# PROBLEM
Make an exact copy of every entry.
━━ MATERIAL FOR THE TASK
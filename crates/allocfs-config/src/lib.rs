#![deny(unsafe_code)]

//! Configuration loading and validation for the allocfs agent.
//!
//! Loads TOML configuration files and validates them against expected schemas.
//! Provides the [`AppConfig`] type as the central configuration structure.

use std::path::Path;
use std::time::Duration;

use serde::{Deserialize, Serialize};

/// Errors that can occur during configuration loading and validation.
#[derive(Debug, thiserror::Error)]
pub enum ConfigError {
    #[error("failed to read config file: {0}")]
    Io(#[from] std::io::Error),

    #[error("failed to parse TOML: {0}")]
    Parse(#[from] toml::de::Error),

    #[error("validation error: {0}")]
    Validation(String),
}

/// Top-level application configuration.
#[derive(Debug, Default, Clone, Serialize, Deserialize)]
pub struct AppConfig {
    /// HTTP listener configuration.
    #[serde(default)]
    pub http: HttpConfig,

    /// Logging configuration.
    #[serde(default)]
    pub logging: LoggingConfig,

    /// Allocation directory layout.
    #[serde(default)]
    pub alloc: AllocConfig,

    /// Log streaming tunables.
    #[serde(default)]
    pub stream: StreamConfig,
}

/// Configuration for the agent's HTTP listener.
#[derive(Debug, Clone, Serialize, Deserialize)]
pub struct HttpConfig {
    /// Address the agent listens on.
    #[serde(default = "default_listen_addr")]
    pub listen_addr: String,

    /// Port the agent listens on.
    #[serde(default = "default_listen_port")]
    pub listen_port: u16,
}

impl Default for HttpConfig {
    fn default() -> Self {
        Self {
            listen_addr: default_listen_addr(),
            listen_port: default_listen_port(),
        }
    }
}

impl HttpConfig {
    /// `addr:port` form suitable for binding or connecting.
    pub fn socket_addr(&self) -> String {
        format!("{}:{}", self.listen_addr, self.listen_port)
    }
}

fn default_listen_addr() -> String {
    "127.0.0.1".to_string()
}

fn default_listen_port() -> u16 {
    4646
}

/// Logging configuration.
#[derive(Debug, Clone, Serialize, Deserialize)]
pub struct LoggingConfig {
    /// Log level filter (e.g. "info", "debug", "trace").
    #[serde(default = "default_log_level")]
    pub level: String,
}

impl Default for LoggingConfig {
    fn default() -> Self {
        Self {
            level: default_log_level(),
        }
    }
}

fn default_log_level() -> String {
    "info".to_string()
}

/// Where allocation directories live on this node.
///
/// Each allocation owns `<root>/<alloc_id>`; task logs are written to
/// `<root>/<alloc_id>/alloc/logs/<task>.<stdout|stderr>.<index>`.
#[derive(Debug, Clone, Serialize, Deserialize)]
pub struct AllocConfig {
    /// Directory containing one subdirectory per allocation.
    #[serde(default = "default_alloc_root")]
    pub root: String,
}

impl Default for AllocConfig {
    fn default() -> Self {
        Self {
            root: default_alloc_root(),
        }
    }
}

fn default_alloc_root() -> String {
    "/var/lib/allocfs/alloc".to_string()
}

/// Log streaming configuration.
///
/// ## TOML Example
///
/// ```toml
/// [stream]
/// frame_size = 65536
/// heartbeat_ms = 1000
/// batch_window_ms = 200
/// ```
#[derive(Debug, Clone, PartialEq, Eq, Serialize, Deserialize)]
pub struct StreamConfig {
    /// Maximum payload bytes in a single frame.
    #[serde(default = "default_frame_size")]
    pub frame_size: usize,

    /// Idle interval after which a heartbeat frame is sent.
    #[serde(default = "default_heartbeat_ms")]
    pub heartbeat_ms: u64,

    /// Pending data is flushed once it has waited this long.
    #[serde(default = "default_batch_window_ms")]
    pub batch_window_ms: u64,

    /// How often a followed log file is checked for changes and rotation.
    #[serde(default = "default_log_poll_ms")]
    pub log_poll_ms: u64,

    /// Buffer size of each direction of the in-process pipe.
    #[serde(default = "default_pipe_capacity")]
    pub pipe_capacity: usize,

    /// How long the frame copier may keep draining after the handler returns.
    #[serde(default = "default_drain_timeout_ms")]
    pub drain_timeout_ms: u64,

    /// How long the HTTP layer waits for a first frame before committing a 200.
    #[serde(default = "default_commit_timeout_ms")]
    pub commit_timeout_ms: u64,
}

impl Default for StreamConfig {
    fn default() -> Self {
        Self {
            frame_size: default_frame_size(),
            heartbeat_ms: default_heartbeat_ms(),
            batch_window_ms: default_batch_window_ms(),
            log_poll_ms: default_log_poll_ms(),
            pipe_capacity: default_pipe_capacity(),
            drain_timeout_ms: default_drain_timeout_ms(),
            commit_timeout_ms: default_commit_timeout_ms(),
        }
    }
}

impl StreamConfig {
    pub fn heartbeat(&self) -> Duration {
        Duration::from_millis(self.heartbeat_ms)
    }

    pub fn batch_window(&self) -> Duration {
        Duration::from_millis(self.batch_window_ms)
    }

    pub fn log_poll(&self) -> Duration {
        Duration::from_millis(self.log_poll_ms)
    }

    pub fn drain_timeout(&self) -> Duration {
        Duration::from_millis(self.drain_timeout_ms)
    }

    pub fn commit_timeout(&self) -> Duration {
        Duration::from_millis(self.commit_timeout_ms)
    }
}

fn default_frame_size() -> usize {
    64 * 1024 // 64 KiB
}

fn default_heartbeat_ms() -> u64 {
    1000
}

fn default_batch_window_ms() -> u64 {
    200
}

fn default_log_poll_ms() -> u64 {
    100
}

fn default_pipe_capacity() -> usize {
    128 * 1024
}

fn default_drain_timeout_ms() -> u64 {
    5000
}

fn default_commit_timeout_ms() -> u64 {
    1000
}

impl AppConfig {
    /// Load configuration from a TOML file at the given path using async I/O.
    pub async fn load(path: &Path) -> Result<Self, ConfigError> {
        let content = tokio::fs::read_to_string(path).await?;
        Self::parse(&content)
    }

    /// Parse configuration from a TOML string.
    pub fn parse(s: &str) -> Result<Self, ConfigError> {
        let config: AppConfig = toml::from_str(s)?;
        config.validate()?;
        Ok(config)
    }

    /// Validate the configuration.
    pub fn validate(&self) -> Result<(), ConfigError> {
        if self.http.listen_port == 0 {
            return Err(ConfigError::Validation(
                "http.listen_port must be non-zero".to_string(),
            ));
        }
        if self.http.listen_addr.is_empty() {
            return Err(ConfigError::Validation(
                "http.listen_addr must not be empty".to_string(),
            ));
        }
        if self.alloc.root.is_empty() {
            return Err(ConfigError::Validation(
                "alloc.root must not be empty".to_string(),
            ));
        }

        let stream = &self.stream;
        let non_zero = [
            ("frame_size", stream.frame_size as u64),
            ("heartbeat_ms", stream.heartbeat_ms),
            ("batch_window_ms", stream.batch_window_ms),
            ("log_poll_ms", stream.log_poll_ms),
            ("pipe_capacity", stream.pipe_capacity as u64),
            ("drain_timeout_ms", stream.drain_timeout_ms),
            ("commit_timeout_ms", stream.commit_timeout_ms),
        ];
        for (field, value) in non_zero {
            if value == 0 {
                return Err(ConfigError::Validation(format!(
                    "stream.{field} must be non-zero"
                )));
            }
        }
        if stream.batch_window_ms > stream.heartbeat_ms {
            return Err(ConfigError::Validation(format!(
                "stream.batch_window_ms ({}) must not exceed stream.heartbeat_ms ({})",
                stream.batch_window_ms, stream.heartbeat_ms
            )));
        }

        Ok(())
    }
}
━━━━
# EXERCISE RESULT
filename crates/allocfs-config/src/lib.rs
#![deny(unsafe_code)]

//! Configuration loading and validation for the allocfs agent.
//!
//! Loads TOML configuration files and validates them against expected schemas.
//! Provides the [`AppConfig`] type as the central configuration structure.

use std::path::Path;
use std::time::Duration;

use serde::{Deserialize, Serialize};

/// Errors that can occur during configuration loading and validation.
#[derive(Debug, thiserror::Error)]
pub enum ConfigError {
    #[error("failed to read config file: {0}")]
    Io(#[from] std::io::Error),

    #[error("failed to parse TOML: {0}")]
    Parse(#[from] toml::de::Error),

    #[error("validation error: {0}")]
    Validation(String),
}

/// Top-level application configuration.
#[derive(Debug, Default, Clone, Serialize, Deserialize)]
pub struct AppConfig {
    /// HTTP listener configuration.
    #[serde(default)]
    pub http: HttpConfig,

    /// Logging configuration.
    #[serde(default)]
    pub logging: LoggingConfig,

    /// Allocation directory layout.
    #[serde(default)]
    pub alloc: AllocConfig,

    /// Log streaming tunables.
    #[serde(default)]
    pub stream: StreamConfig,
}

/// Configuration for the agent's HTTP listener.
#[derive(Debug, Clone, Serialize, Deserialize)]
pub struct HttpConfig {
    /// Address the agent listens on.
    #[serde(default = "default_listen_addr")]
    pub listen_addr: String,

    /// Port the agent listens on.
    #[serde(default = "default_listen_port")]
    pub listen_port: u16,
}

impl Default for HttpConfig {
    fn default() -> Self {
        Self {
            listen_addr: default_listen_addr(),
            listen_port: default_listen_port(),
        }
    }
}

impl HttpConfig {
    /// `addr:port` form suitable for binding or connecting.
    pub fn socket_addr(&self) -> String {
        format!("{}:{}", self.listen_addr, self.listen_port)
    }
}

fn default_listen_addr() -> String {
    "127.0.0.1".to_string()
}

fn default_listen_port() -> u16 {
    4646
}

/// Logging configuration.
#[derive(Debug, Clone, Serialize, Deserialize)]
pub struct LoggingConfig {
    /// Log level filter (e.g. "info", "debug", "trace").
    #[serde(default = "default_log_level")]
    pub level: String,
}

impl Default for LoggingConfig {
    fn default() -> Self {
        Self {
            level: default_log_level(),
        }
    }
}

fn default_log_level() -> String {
    "info".to_string()
}

/// Where allocation directories live on this node.
///
/// Each allocation owns `<root>/<alloc_id>`; task logs are written to
/// `<root>/<alloc_id>/alloc/logs/<task>.<stdout|stderr>.<index>`.
#[derive(Debug, Clone, Serialize, Deserialize)]
pub struct AllocConfig {
    /// Directory containing one subdirectory per allocation.
    #[serde(default = "default_alloc_root")]
    pub root: String,
}

impl Default for AllocConfig {
    fn default() -> Self {
        Self {
            root: default_alloc_root(),
        }
    }
}

fn default_alloc_root() -> String {
    "/var/lib/allocfs/alloc".to_string()
}

/// Log streaming configuration.
///
/// ## TOML Example
///
/// ```toml
/// [stream]
/// frame_size = 65536
/// heartbeat_ms = 1000
/// batch_window_ms = 200
/// ```
#[derive(Debug, Clone, PartialEq, Eq, Serialize, Deserialize)]
pub struct StreamConfig {
    /// Maximum payload bytes in a single frame.
    #[serde(default = "default_frame_size")]
    pub frame_size: usize,

    /// Idle interval after which a heartbeat frame is sent.
    #[serde(default = "default_heartbeat_ms")]
    pub heartbeat_ms: u64,

    /// Pending data is flushed once it has waited this long.
    #[serde(default = "default_batch_window_ms")]
    pub batch_window_ms: u64,

    /// How often a followed log file is checked for changes and rotation.
    #[serde(default = "default_log_poll_ms")]
    pub log_poll_ms: u64,

    /// Buffer size of each direction of the in-process pipe.
    #[serde(default = "default_pipe_capacity")]
    pub pipe_capacity: usize,

    /// How long the frame copier may keep draining after the handler returns.
    #[serde(default = "default_drain_timeout_ms")]
    pub drain_timeout_ms: u64,

    /// How long the HTTP layer waits for a first frame before committing a 200.
    #[serde(default = "default_commit_timeout_ms")]
    pub commit_timeout_ms: u64,
}

impl Default for StreamConfig {
    fn default() -> Self {
        Self {
            frame_size: default_frame_size(),
            heartbeat_ms: default_heartbeat_ms(),
            batch_window_ms: default_batch_window_ms(),
            log_poll_ms: default_log_poll_ms(),
            pipe_capacity: default_pipe_capacity(),
            drain_timeout_ms: default_drain_timeout_ms(),
            commit_timeout_ms: default_commit_timeout_ms(),
        }
    }
}

impl StreamConfig {
    pub fn heartbeat(&self) -> Duration {
        Duration::from_millis(self.heartbeat_ms)
    }

    pub fn batch_window(&self) -> Duration {
        Duration::from_millis(self.batch_window_ms)
    }

    pub fn log_poll(&self) -> Duration {
        Duration::from_millis(self.log_poll_ms)
    }

    pub fn drain_timeout(&self) -> Duration {
        Duration::from_millis(self.drain_timeout_ms)
    }

    pub fn commit_timeout(&self) -> Duration {
        Duration::from_millis(self.commit_timeout_ms)
    }
}

fn default_frame_size() -> usize {
    64 * 1024 // 64 KiB
}

fn default_heartbeat_ms() -> u64 {
    1000
}

fn default_batch_window_ms() -> u64 {
    200
}

fn default_log_poll_ms() -> u64 {
    100
}

fn default_pipe_capacity() -> usize {
    128 * 1024
}

fn default_drain_timeout_ms() -> u64 {
    5000
}

fn default_commit_timeout_ms() -> u64 {
    1000
}

impl AppConfig {
    /// Load configuration from a TOML file at the given path using async I/O.
    pub async fn load(path: &Path) -> Result<Self, ConfigError> {
        let content = tokio::fs::read_to_string(path).await?;
        Self::parse(&content)
    }

    /// Parse configuration from a TOML string.
    pub fn parse(s: &str) -> Result<Self, ConfigError> {
        let config: AppConfig = toml::from_str(s)?;
        config.validate()?;
        Ok(config)
    }

    /// Validate the configuration.
    pub fn validate(&self) -> Result<(), ConfigError> {
        if self.http.listen_port == 0 {
            return Err(ConfigError::Validation(
                "http.listen_port must be non-zero".to_string(),
            ));
        }
        if self.http.listen_addr.is_empty() {
            return Err(ConfigError::Validation(
                "http.listen_addr must not be empty".to_string(),
            ));
        }
        if self.alloc.root.is_empty() {
            return Err(ConfigError::Validation(
                "alloc.root must not be empty".to_string(),
            ));
        }

        let stream = &self.stream;
        let non_zero = [
            ("frame_size", stream.frame_size as u64),
            ("heartbeat_ms", stream.heartbeat_ms),
            ("batch_window_ms", stream.batch_window_ms),
            ("log_poll_ms", stream.log_poll_ms),
            ("pipe_capacity", stream.pipe_capacity as u64),
            ("drain_timeout_ms", stream.drain_timeout_ms),
            ("commit_timeout_ms", stream.commit_timeout_ms),
        ];
        for (field, value) in non_zero {
            if value == 0 {
                return Err(ConfigError::Validation(format!(
                    "stream.{field} must be non-zero"
                )));
            }
        }
        if stream.batch_window_ms > stream.heartbeat_ms {
            return Err(ConfigError::Validation(format!(
                "stream.batch_window_ms ({}) must not exceed stream.heartbeat_ms ({})",
                stream.batch_window_ms, stream.heartbeat_ms
            )));
        }

        Ok(())
    }
}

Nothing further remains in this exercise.